I was working on the same thing, but hindered by lack of access to PPC
hardware.  I notice that you also took advantage of the unaligned load
support and native byte order to do the hash straight from the source.

But I came up with a few additional refinements:

- You are using three temporaries (%r0, %r6, and RT(x)) for your
  round functions.  You only need one temporary (%r0) for all the functions.
  (Plus %r15 for k)

  The core round function is

  e += (a <<< 5) + f(b,c,d) + W[i] + K
  b = (b <<< 30)
followed by renaming the registers for the next round:
  d += (e <<< 5) + f(a,b,c) + W[i+1] + K
  a = (a <<< 30)

That can all be computed with one temporary.

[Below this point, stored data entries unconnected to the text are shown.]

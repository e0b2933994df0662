//! Scan position persistence and deadline control.
//!
//! A [`Checkpoint`] records where the next run should resume. It is written
//! after every completed window, never mid-window. Stores implement
//! [`CheckpointStore`]:
//!
//! - [`FileCheckpointStore`]: JSON file, HMAC-signed, atomic writes
//! - [`MemoryCheckpointStore`]: process-local map, used by tests and embedders
//! - [`NoOpCheckpointStore`]: no resume capability
//!
//! A checkpoint has a single owning run at a time; callers serialize runs per
//! job.

mod deadline;
mod memory;

pub use deadline::Deadline;
pub use memory::{MemoryCheckpointStore, NoOpCheckpointStore};

use async_trait::async_trait;
use chrono::{DateTime, Utc};
use hmac::{Hmac, Mac};
use serde::{Deserialize, Serialize};
use sha2::Sha256;
use std::collections::BTreeMap;
use std::path::{Path, PathBuf};
use tokio::sync::Mutex;
use tracing::{debug, warn};

use crate::core::{Direction, Key};
use crate::error::{ReconcileError, Result};

type HmacSha256 = Hmac<Sha256>;

/// Persisted scan position for one job.
#[derive(Debug, Clone, PartialEq, Serialize, Deserialize)]
pub struct Checkpoint {
    /// First key of the next unscanned window. `None` once a full pass
    /// completed, so the next run starts from the beginning.
    pub position: Option<Key>,

    /// Direction the position is valid for.
    pub direction: Direction,

    /// When the checkpoint was written.
    pub timestamp: DateTime<Utc>,

    /// Windows completed in the run that wrote it.
    #[serde(default)]
    pub windows_completed: u64,
}

impl Checkpoint {
    /// Create a checkpoint stamped with the current time.
    pub fn new(position: Option<Key>, direction: Direction, windows_completed: u64) -> Self {
        Self {
            position,
            direction,
            timestamp: Utc::now(),
            windows_completed,
        }
    }

    /// Position to resume from, if this checkpoint applies to `direction`.
    pub fn resume_position(&self, direction: Direction) -> Option<&Key> {
        if self.direction == direction {
            self.position.as_ref()
        } else {
            None
        }
    }

    pub fn is_complete(&self) -> bool {
        self.position.is_none()
    }
}

/// External store for checkpoints, keyed by job id.
#[async_trait]
pub trait CheckpointStore: Send + Sync {
    /// Read the checkpoint for a job, if any.
    async fn get(&self, job_id: &str) -> Result<Option<Checkpoint>>;

    /// Merge a checkpoint into persisted state. Last write wins.
    async fn merge(&self, job_id: &str, checkpoint: &Checkpoint) -> Result<()>;

    /// Get the backend type name for logging/debugging.
    fn backend_type(&self) -> &'static str;
}

/// On-disk layout of a checkpoint file.
#[derive(Debug, Clone, Default, Serialize, Deserialize)]
struct CheckpointFile {
    jobs: BTreeMap<String, Checkpoint>,

    /// HMAC-SHA256 over the serialized file (excluding this field).
    #[serde(default, skip_serializing_if = "Option::is_none")]
    hmac: Option<String>,
}

impl CheckpointFile {
    fn compute_hmac(&self, key: &str) -> Result<String> {
        let mut unsigned = self.clone();
        unsigned.hmac = None;

        let content = serde_json::to_string(&unsigned)?;
        let mut mac = HmacSha256::new_from_slice(key.as_bytes())
            .map_err(|e| ReconcileError::Checkpoint(format!("Failed to create HMAC: {}", e)))?;
        mac.update(content.as_bytes());
        Ok(hex::encode(mac.finalize().into_bytes()))
    }
}

/// JSON-file checkpoint store.
///
/// Several jobs can share one file. When a signing key is set (normally
/// [`Config::hash`](crate::Config::hash)), the file is HMAC-signed and a file
/// signed with a different key is rejected with
/// [`ReconcileError::ConfigChanged`].
pub struct FileCheckpointStore {
    path: PathBuf,
    signing_key: Option<String>,
    lock: Mutex<()>,
}

impl FileCheckpointStore {
    pub fn new(path: impl Into<PathBuf>) -> Self {
        Self {
            path: path.into(),
            signing_key: None,
            lock: Mutex::new(()),
        }
    }

    /// Sign and verify the file with `key`.
    pub fn with_signing_key(mut self, key: impl Into<String>) -> Self {
        self.signing_key = Some(key.into());
        self
    }

    pub fn path(&self) -> &Path {
        &self.path
    }

    async fn load(&self) -> Result<CheckpointFile> {
        let content = match tokio::fs::read_to_string(&self.path).await {
            Ok(content) => content,
            Err(e) if e.kind() == std::io::ErrorKind::NotFound => {
                return Ok(CheckpointFile::default());
            }
            Err(e) => return Err(e.into()),
        };

        let file: CheckpointFile = serde_json::from_str(&content)?;

        if let Some(key) = &self.signing_key {
            match &file.hmac {
                Some(stored) if *stored != file.compute_hmac(key)? => {
                    return Err(ReconcileError::ConfigChanged);
                }
                Some(_) => {}
                None => warn!(
                    "Checkpoint file {} has no HMAC signature, integrity cannot be verified",
                    self.path.display()
                ),
            }
        }

        Ok(file)
    }

    async fn save(&self, file: &mut CheckpointFile) -> Result<()> {
        file.hmac = match &self.signing_key {
            Some(key) => Some(file.compute_hmac(key)?),
            None => None,
        };

        let content = serde_json::to_string_pretty(file)?;

        // Atomic write: write to temp file, then rename
        let temp_path = self.path.with_extension("tmp");
        tokio::fs::write(&temp_path, &content).await?;
        tokio::fs::rename(&temp_path, &self.path).await?;
        Ok(())
    }
}

#[async_trait]
impl CheckpointStore for FileCheckpointStore {
    async fn get(&self, job_id: &str) -> Result<Option<Checkpoint>> {
        let _guard = self.lock.lock().await;
        let file = self.load().await?;
        Ok(file.jobs.get(job_id).cloned())
    }

    async fn merge(&self, job_id: &str, checkpoint: &Checkpoint) -> Result<()> {
        let _guard = self.lock.lock().await;
        let mut file = self.load().await?;
        file.jobs.insert(job_id.to_string(), checkpoint.clone());
        self.save(&mut file).await?;
        debug!(
            "Checkpoint for {} saved to {} (position: {:?})",
            job_id,
            self.path.display(),
            checkpoint.position
        );
        Ok(())
    }

    fn backend_type(&self) -> &'static str {
        "file"
    }
}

There are three possible f() functions:
f1(x,y,z) = "bitwise x ? y : z"
          = (x & y) | (~x & z)
          = (x & y) + (~x & z)
          = z ^ (x & (y ^ z))
All are three logical instrunctions on PPC.  The second form
lets you add it into the accumulator e in two pieces:

+#define STEPD0(t)				\
+	add	%r0,%r15,W(t);			\
+	add	RE(t),RE(t),%r0;		\
+	and	%r0,RC(t),RB(t);		\
+	add	RE(t),RE(t),%r0;		\
+	andc	%r0,RD(t),RB(t);		\
+	add	RE(t),RE(t),%r0;		\
+	rotlwi	%r0,RA(t),5;			\
+	rotlwi	RB(t),RB(t),30;			\
+	add	RE(t),RE(t),%r0;

The XOR version f2(x,y,z) = x^y^z is of course trivial:

+#define STEPD1(t)				\
+	add	%r0,%r15,W(t);			\
+	add	RE(t),RE(t),%r0;		\
+	xor	%r0,RC(t),RB(t);		\
+	xor	%r0,%r0,RA(t);			\
+	add	RE(t),RE(t),%r0;		\
+	rotlwi	%r0,RA(t),5;			\
+	rotlwi	RB(t),RB(t),30;			\
+	add	RE(t),RE(t),%r0;

And the last function, majority(x,y,z), can be written as:
f3(x,y,z) = (x & y) | (y & z) | (z & x)
          = (x & y) | z & (x | y)
          = (x & y) | z & (x ^ y)
          = (x & y) + z & (x ^ y)
The last form again allows evaluation with one temporary and
two adds into RE(t):

+#define STEPD2(t)				\
+	add	%r0,%r15,W(t);			\
+	add	RE(t),RE(t),%r0;		\
+	and	%r0,RC(t),RB(t);		\
+	add	RE(t),RE(t),%r0;		\
+	xor	%r0,RC(t),RB(t);		\
+	and	%r0,%r0,RA(t);			\
+	add	RE(t),RE(t),%r0;		\
+	rotlwi	%r0,RA(t),5;			\
+	rotlwi	RB(t),RB(t),30;			\
+	add	RE(t),RE(t),%r0;

Other notes:
- You don't need to decrement %r1 before saving registers.
  The PPC calling convention defines a "red zone" below the
  current stack pointer that is guaranteed never to be touched
  by signal handlers or the like.  This is specifically for
  leaf procedure optimization, and is at least 224 bytes.
- Is that many stw/lwz instructions faster than stmw/lmw?
  The latter is at least more cahce-friendly.
- You can avoid saving and restoring %r15 by recycling %r5 for that
  purpose; it's not used after the mtctr %r5.
- (Note, by the way, that while the PPC supports unaligned loads, using
  lmw to load unaligned data is SLOW onthe G5; multiple lwz instructions
  are faster in that case.)
- The above changes actually save enough registers to cache the whole hash[5]
  in registers as well, eliminating *all* unnecessary load/store traffic.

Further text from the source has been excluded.